→ Exercise aim:
This exercise calls for an exact copy of the data below.

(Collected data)
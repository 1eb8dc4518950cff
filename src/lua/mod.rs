//! Lua scripting layer.
//!
//! - [`runtime`] - interpreter ownership, script loading, strict mode
//! - [`primitives`] - the `saul`, `socket`, `sys` and `log` globals
//! - [`handle_cache`] - weak identity cache for device handles
//! - [`repl`] - interactive shell

pub mod handle_cache;
pub mod primitives;
pub mod repl;
pub mod runtime;

pub use handle_cache::HandleCache;
pub use runtime::LuaRuntime;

→ Task response:
repository 1eb8dc4518950cff
filename src/lua/mod.rs
//! Lua scripting layer.
//!
//! - [`runtime`] - interpreter ownership, script loading, strict mode
//! - [`primitives`] - the `saul`, `socket`, `sys` and `log` globals
//! - [`handle_cache`] - weak identity cache for device handles
//! - [`repl`] - interactive shell

pub mod handle_cache;
pub mod primitives;
pub mod repl;
pub mod runtime;

pub use handle_cache::HandleCache;
pub use runtime::LuaRuntime;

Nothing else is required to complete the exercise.